Among the many paper-based works on view are Ruth Asawa's lithograph "Desert Flower," which is reminiscent of her ethereal hand-knotted wire sculptures, and Emerson Woelffer's print "Tri-Color," which looks as if a piece of bright red paper has torn away to reveal a blue background. All of the works in the show are paper-based, but Allen Ruppersberg's "What Is a Print?" most directly addresses its medium. In colorful script, the print asks questions such as, "What is an edition anyway?" and "Where's the original?"

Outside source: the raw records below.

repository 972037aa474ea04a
use axum::{Json, extract::State, http::HeaderMap, response::IntoResponse};
use serde_json::json;

use credo_core::TokenService;

use super::AuthApiError;

/// GET /api/me
///
/// Echoes the claims of a valid bearer token. Malformed and expired tokens
/// both come back 401; the log line keeps them distinguishable.
#[tracing::instrument(name = "Me", skip_all)]
pub async fn me<T>(
    State(token_service): State<T>,
    headers: HeaderMap,
) -> Result<impl IntoResponse, AuthApiError>
where
    T: TokenService + Clone + 'static,
{
    let token = extract_bearer_token(&headers)?;

    let claims = token_service.verify(token).map_err(|error| {
        tracing::debug!(%error, "token rejected");
        error
    })?;

    Ok(Json(json!({ "email": claims.sub, "role": claims.role })))
}

pub fn extract_bearer_token(headers: &HeaderMap) -> Result<&str, AuthApiError> {
    headers
        .get(axum::http::header::AUTHORIZATION)
        .and_then(|value| value.to_str().ok())
        .and_then(|value| value.strip_prefix("Bearer "))
        .ok_or(AuthApiError::MissingToken)
}
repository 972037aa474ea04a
pub mod repositories;
pub mod services;
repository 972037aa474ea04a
//! Hand-rolled port mocks shared by the use case tests.

use std::collections::HashMap;
use std::sync::Arc;

use secrecy::{ExposeSecret, Secret};
use tokio::sync::RwLock;

use credo_core::{
    Account, AccountStore, AccountStoreError, Claims, CredentialHasher, CredentialHasherError,
    Email, MxResolveError, MxResolver, Password, Role, TokenError, TokenService,
};

pub fn email(address: &str) -> Email {
    Email::try_from(address.to_string()).unwrap()
}

pub fn password(plaintext: &str) -> Password {
    Password::try_from(Secret::from(plaintext.to_string())).unwrap()
}

/// In-memory account store mirroring the adapter contract.
#[derive(Clone, Default)]
pub struct MockAccountStore {
    accounts: Arc<RwLock<HashMap<Email, Account>>>,
}

impl MockAccountStore {
    pub fn new() -> Self {
        Self::default()
    }
}

#[async_trait::async_trait]
impl AccountStore for MockAccountStore {
    async fn find_by_email(&self, email: &Email) -> Result<Option<Account>, AccountStoreError> {
        Ok(self.accounts.read().await.get(email).cloned())
    }

    async fn insert(&self, account: Account) -> Result<(), AccountStoreError> {
        let mut accounts = self.accounts.write().await;
        if accounts.contains_key(account.email()) {
            return Err(AccountStoreError::AccountAlreadyExists);
        }
        accounts.insert(account.email().clone(), account);
        Ok(())
    }

    async fn increment_failed_attempts(&self, email: &Email) -> Result<(), AccountStoreError> {
        let mut accounts = self.accounts.write().await;
        let account = accounts
            .get_mut(email)
            .ok_or(AccountStoreError::AccountNotFound)?;
        account.record_failed_attempt();
        Ok(())
    }

    async fn reset_failed_attempts(&self, email: &Email) -> Result<(), AccountStoreError> {
        let mut accounts = self.accounts.write().await;
        let account = accounts
            .get_mut(email)
            .ok_or(AccountStoreError::AccountNotFound)?;
        account.clear_failed_attempts();
        Ok(())
    }
}

/// Stores and compares plaintext; the tests exercise the pipeline, not argon2.
pub struct PlainTextHasher;

impl CredentialHasher for PlainTextHasher {
    fn hash(&self, password: &Password) -> Result<String, CredentialHasherError> {
        Ok(password.as_ref().expose_secret().clone())
    }

    fn verify(
        &self,
        password: &Password,
        credential_hash: &str,
    ) -> Result<bool, CredentialHasherError> {
        Ok(password.as_ref().expose_secret() == credential_hash)
    }
}

/// Resolver with a canned answer.
pub enum MockMxResolver {
    Deliverable,
    Undeliverable,
    Failing,
}

impl MockMxResolver {
    pub fn always_deliverable() -> Self {
        Self::Deliverable
    }

    pub fn never_deliverable() -> Self {
        Self::Undeliverable
    }

    pub fn failing() -> Self {
        Self::Failing
    }
}

#[async_trait::async_trait]
impl MxResolver for MockMxResolver {
    async fn has_mx(&self, _domain: &str) -> Result<bool, MxResolveError> {
        match self {
            Self::Deliverable => Ok(true),
            Self::Undeliverable => Ok(false),
            Self::Failing => Err(MxResolveError::Timeout),
        }
    }
}

/// Issues a fixed, unsigned placeholder token.
pub struct MockTokenService;

impl TokenService for MockTokenService {
    fn issue(&self, email: &Email, role: Role) -> Result<String, TokenError> {
        Ok(format!("token-for-{}-as-{}", email, role.as_str()))
    }

    fn verify(&self, token: &str) -> Result<Claims, TokenError> {
        let email = token
            .strip_prefix("token-for-")
            .and_then(|rest| rest.strip_suffix("-as-user"))
            .ok_or(TokenError::Malformed)?;
        Ok(Claims {
            sub: email.to_string(),
            role: Role::User,
            iat: 0,
            exp: i64::MAX,
        })
    }
}
use thiserror::Error as ThisError;

#[derive(Debug, Clone, Copy, PartialEq, Eq)]
pub enum ErrorKind {
    /// The input could not be read from its source.
    Io,
    /// The input bytes were not valid UTF-8.
    Decode,
    /// The parsed document did not fit the requested Rust type.
    Deserialize,
}

/// Failure raised by the reader and typed-decoding entry points.
///
/// Parsing text into a [`Document`](crate::Document) never fails; only the
/// surfaces around it (byte decoding, I/O, serde) produce this error.
#[derive(Debug, Clone, ThisError)]
#[error("{message}")]
pub struct Error {
    pub kind: ErrorKind,
    pub message: String,
}

impl Error {
    pub fn io(message: impl Into<String>) -> Self {
        Self {
            kind: ErrorKind::Io,
            message: message.into(),
        }
    }

    pub fn decode(message: impl Into<String>) -> Self {
        Self {
            kind: ErrorKind::Decode,
            message: message.into(),
        }
    }

    pub fn deserialize(message: impl Into<String>) -> Self {
        Self {
            kind: ErrorKind::Deserialize,
            message: message.into(),
        }
    }

    pub fn kind(&self) -> ErrorKind {
        self.kind
    }
}

impl From<std::io::Error> for Error {
    fn from(err: std::io::Error) -> Self {
        Error::io(format!("read failed: {err}"))
    }
}
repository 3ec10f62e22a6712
use std::collections::HashSet;

/// Parser configuration.
///
/// The only knob is the set of "array sections": section names whose repeated
/// headers collect into a list of entries instead of merging into one.
#[derive(Debug, Clone, Default, PartialEq, Eq)]
pub struct ParseOptions {
    pub array_sections: HashSet<String>,
}

impl ParseOptions {
    pub fn new() -> Self {
        Self::default()
    }

    pub fn with_array_sections<I, S>(mut self, names: I) -> Self
    where
        I: IntoIterator<Item = S>,
        S: Into<String>,
    {
        self.array_sections.extend(names.into_iter().map(Into::into));
        self
    }

    pub fn with_array_section(mut self, name: impl Into<String>) -> Self {
        self.array_sections.insert(name.into());
        self
    }

    pub fn is_array_section(&self, name: &str) -> bool {
        self.array_sections.contains(name)
    }
}
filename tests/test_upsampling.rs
//! Integration tests for fixed-kernel upsampling
//!
//! This file tests the Upsampling3DLayer including:
//! - Constant volumes staying constant for every scale and reflective padding mode
//! - Linear ramps being reproduced in the interior
//! - Backward pass against finite differences
//! - Gradient mass conservation with symmetric padding
//! - Trainable kernels receiving exact gradient steps

use approx::assert_relative_eq;
use proptest::prelude::*;
use volumetric_nn::layers::{Interpolator, Layer, Upsampling3DLayer, UpsamplingOptions};
use volumetric_nn::volume::{PaddingMode, Volume, VolumeShape};

fn pattern(shape: VolumeShape) -> Volume {
    Volume::from_fn(shape, |b, d, h, w, c| ((b + 2 * d + 3 * h + 5 * w + 7 * c) % 11) as f32 * 0.25)
}

fn dot(a: &Volume, b: &Volume) -> f32 {
    a.data().iter().zip(b.data()).map(|(x, y)| x * y).sum()
}

// ============================================================================
// Forward
// ============================================================================

proptest! {
    #![proptest_config(ProptestConfig::with_cases(24))]

    #[test]
    fn prop_constant_volume_is_preserved(
        scale in 1usize..4,
        n in 2usize..5,
        reflect in any::<bool>(),
        nearest in any::<bool>(),
        value in -10.0f32..10.0,
    ) {
        let options = UpsamplingOptions {
            scale,
            padding_mode: if reflect { PaddingMode::Reflect } else { PaddingMode::Symmetric },
            interpolator: if nearest {
                Interpolator::NearestNeighbor
            } else {
                Interpolator::Trilinear
            },
            ..UpsamplingOptions::default()
        };
        let up = Upsampling3DLayer::new(options).unwrap();
        let input = Volume::filled(VolumeShape::new(1, n, n + 1, n, 2), value);
        let output = up.forward(&input).unwrap();

        let expected = scale * (n + 1) - 1;
        prop_assert_eq!(output.shape().spatial(), [expected, scale * (n + 2) - 1, expected]);
        for v in output.data() {
            prop_assert!((v - value).abs() < 1e-4 * (1.0 + value.abs()));
        }
    }
}

#[test]
fn test_ramp_reproduced_along_every_axis() {
    let up = Upsampling3DLayer::new(UpsamplingOptions::default()).unwrap();
    let shape = VolumeShape::new(1, 4, 4, 4, 1);
    let input = Volume::from_fn(shape, |_, d, h, w, _| (d + 2 * h + 3 * w) as f32);
    let output = up.forward(&input).unwrap();
    assert_eq!(output.shape().spatial(), [9, 9, 9]);

    // output index j maps to input coordinate (j - 1) / 2 away from the border
    for d in 1..8 {
        for h in 1..8 {
            for w in 1..8 {
                let x = |j: usize| (j as f32 - 1.0) / 2.0;
                let expected = x(d) + 2.0 * x(h) + 3.0 * x(w);
                assert_relative_eq!(output.get(0, d, h, w, 0), expected, epsilon = 1e-4);
            }
        }
    }
}

#[test]
fn test_scale_three_interpolates_thirds() {
    let up = Upsampling3DLayer::new(UpsamplingOptions {
        scale: 3,
        ..UpsamplingOptions::default()
    })
    .unwrap();
    let input = Volume::from_fn(VolumeShape::new(1, 1, 1, 3, 1), |_, _, _, w, _| 3.0 * w as f32);
    let output = up.forward(&input).unwrap();
    assert_eq!(output.shape().spatial(), [5, 5, 11]);

    // samples land on 3i + 2, with two interpolated voxels between neighbours
    let row: Vec<f32> = (2..9).map(|w| output.get(0, 2, 2, w, 0)).collect();
    let expected = [0.0, 1.0, 2.0, 3.0, 4.0, 5.0, 6.0];
    for (a, b) in row.iter().zip(expected) {
        assert_relative_eq!(*a, b, epsilon = 1e-4);
    }
}

#[test]
fn test_output_shape_matches_forward() {
    for interpolator in [Interpolator::Trilinear, Interpolator::NearestNeighbor] {
        let up = Upsampling3DLayer::new(UpsamplingOptions {
            interpolator,
            output_shape_3d: Some([7, 8, 9]),
            ..UpsamplingOptions::default()
        })
        .unwrap();
        let input = pattern(VolumeShape::new(2, 3, 3, 4, 3));
        let predicted = up.output_shape(input.shape()).unwrap();
        let output = up.forward(&input).unwrap();
        assert_eq!(predicted, output.shape());
        assert_eq!(output.shape(), VolumeShape::new(2, 7, 8, 9, 3));
    }
}

// ============================================================================
// Backward
// ============================================================================

fn check_gradient(up: &Upsampling3DLayer, input: &Volume) {
    let output = up.forward(input).unwrap();
    let weights = pattern(output.shape());
    let grad = up.backward(input, &weights).unwrap();
    assert_eq!(grad.shape(), input.shape());

    // the layer is affine in its input, so a large step is exact
    let h = 0.5;
    for idx in 0..input.data().len() {
        let mut plus = input.clone();
        plus.data_mut()[idx] += h;
        let mut minus = input.clone();
        minus.data_mut()[idx] -= h;
        let numeric = (dot(&up.forward(&plus).unwrap(), &weights)
            - dot(&up.forward(&minus).unwrap(), &weights))
            / (2.0 * h);
        assert_relative_eq!(grad.data()[idx], numeric, epsilon = 1e-2, max_relative = 1e-3);
    }
}

#[test]
fn test_trilinear_backward_reflect() {
    let up = Upsampling3DLayer::new(UpsamplingOptions {
        padding_mode: PaddingMode::Reflect,
        ..UpsamplingOptions::default()
    })
    .unwrap();
    check_gradient(&up, &pattern(VolumeShape::new(1, 3, 2, 3, 2)));
}

#[test]
fn test_trilinear_backward_constant_with_requested_extent() {
    let up = Upsampling3DLayer::new(UpsamplingOptions {
        padding_mode: PaddingMode::Constant(1.5),
        output_shape_3d: Some([8, 6, 7]),
        ..UpsamplingOptions::default()
    })
    .unwrap();
    check_gradient(&up, &pattern(VolumeShape::new(1, 3, 2, 3, 1)));
}

#[test]
fn test_nearest_backward_symmetric() {
    let up = Upsampling3DLayer::new(UpsamplingOptions {
        interpolator: Interpolator::NearestNeighbor,
        ..UpsamplingOptions::default()
    })
    .unwrap();
    check_gradient(&up, &pattern(VolumeShape::new(2, 2, 3, 2, 1)));
}

#[test]
fn test_symmetric_padding_conserves_gradient_mass() {
    for interpolator in [Interpolator::Trilinear, Interpolator::NearestNeighbor] {
        let up = Upsampling3DLayer::new(UpsamplingOptions {
            interpolator,
            ..UpsamplingOptions::default()
        })
        .unwrap();
        let input = pattern(VolumeShape::new(1, 3, 4, 2, 2));
        let output = up.forward(&input).unwrap();
        let grad = up
            .backward(&input, &Volume::filled(output.shape(), 1.0))
            .unwrap();
        let total: f32 = grad.data().iter().sum();
        assert_relative_eq!(total, output.data().len() as f32, max_relative = 1e-4);
    }
}

#[test]
fn test_backward_rejects_wrong_gradient_shape() {
    let up = Upsampling3DLayer::new(UpsamplingOptions::default()).unwrap();
    let input = pattern(VolumeShape::new(1, 2, 2, 2, 1));
    let wrong = Volume::zeros(VolumeShape::new(1, 4, 4, 4, 1));
    assert!(up.backward(&input, &wrong).is_err());
}

// ============================================================================
// Trainable kernel
// ============================================================================

#[test]
fn test_trainable_kernel_updates() {
    let mut up = Upsampling3DLayer::new(UpsamplingOptions {
        scope: "up1".to_string(),
        trainable: true,
        ..UpsamplingOptions::default()
    })
    .unwrap();
    let before = up.kernel().to_vec();
    assert_eq!(before.len(), 27);

    let input = pattern(VolumeShape::new(1, 2, 2, 2, 1));
    let output = up.forward(&input).unwrap();
    up.backward(&input, &Volume::filled(output.shape(), 1.0))
        .unwrap();
    up.update_parameters(0.01);

    assert_ne!(up.kernel(), before.as_slice());
    let params = up.named_parameters();
    assert_eq!(params.len(), 1);
    assert_eq!(params[0].0, "up1/kernel_transposed_3d");
    assert_eq!(params[0].1, up.kernel());
}

/// The interpolation is linear in its kernel, so a unit-rate step on
/// `<forward(x), g>` lowers it by exactly the squared norm of the kernel change.
fn check_kernel_step(options: UpsamplingOptions, input: &Volume) {
    let mut up = Upsampling3DLayer::new(options).unwrap();
    let output = up.forward(input).unwrap();
    let weights = Volume::from_fn(output.shape(), |b, d, h, w, c| {
        ((3 * b + d + 2 * h + 4 * w + c) % 7) as f32 / 3.0 - 1.0
    });
    let loss_before = dot(&output, &weights);

    let before = up.kernel().to_vec();
    up.backward(input, &weights).unwrap();
    up.update_parameters(1.0);
    let step: f32 = before
        .iter()
        .zip(up.kernel())
        .map(|(x, y)| (x - y) * (x - y))
        .sum();
    assert!(step > 0.0);

    let loss_after = dot(&up.forward(input).unwrap(), &weights);
    assert_relative_eq!(
        loss_after,
        loss_before - step,
        epsilon = 1e-4 * (loss_before.abs() + step)
    );
}

#[test]
fn test_trainable_kernel_gradient_exact_step() {
    let options = UpsamplingOptions {
        trainable: true,
        ..UpsamplingOptions::default()
    };
    check_kernel_step(options, &pattern(VolumeShape::new(2, 2, 3, 2, 2)));
}

#[test]
fn test_trainable_kernel_gradient_exact_step_with_requested_extent() {
    let options = UpsamplingOptions {
        trainable: true,
        padding_mode: PaddingMode::Constant(0.5),
        output_shape_3d: Some([8, 6, 7]),
        ..UpsamplingOptions::default()
    };
    check_kernel_step(options, &pattern(VolumeShape::new(1, 3, 2, 3, 1)));
}

#[test]
fn test_trainable_kernel_gradient_exact_step_scale_three() {
    let options = UpsamplingOptions {
        scale: 3,
        trainable: true,
        padding_mode: PaddingMode::Reflect,
        ..UpsamplingOptions::default()
    };
    check_kernel_step(options, &pattern(VolumeShape::new(1, 2, 3, 2, 1)));
}
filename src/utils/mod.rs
//! Shared utilities for the volumetric layers
//!
//! This module provides the deterministic RNG used for weight initialization and
//! the activation functions applied by the convolution blocks.

pub mod activations;
pub mod rng;

pub use activations::Activation;
pub use rng::SimpleRng;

A couple of miles away, the Craft and Folk Art Museum will explore paper-as-medium in a very different way. "Contemporary Katagami" features Linssen's three-dimensional sculptures inspired by the Japanese art of katagami, or the stencils used to print kimono fabric.

"When Jennifer discovered that the stencils are almost an art form themselves in Japan, she decided to learn the carving technique," explains exhibitions coordinator Sonja Cendak. "But she took it a

step further by using the stencils as sculpture."

Drawing inspiration from the elements -- earth, air, water and fire -- the Colorado-based artist evokes natural forms such as wind whipping through a canyon or waves crashing on the shore. Linssen carves delicate, weblike patterns into thick, hand-dyed paper and then stitches the stencils to a copper wire frame -- a painstaking process rarely bestowed on a throwaway product like paper.

"When the Chinese invented paper thousands of years ago, it was more valuable than silk. Nowadays, there is paper everywhere," Linssen says. "I am trying to elevate an ordinary object and make it more valuable."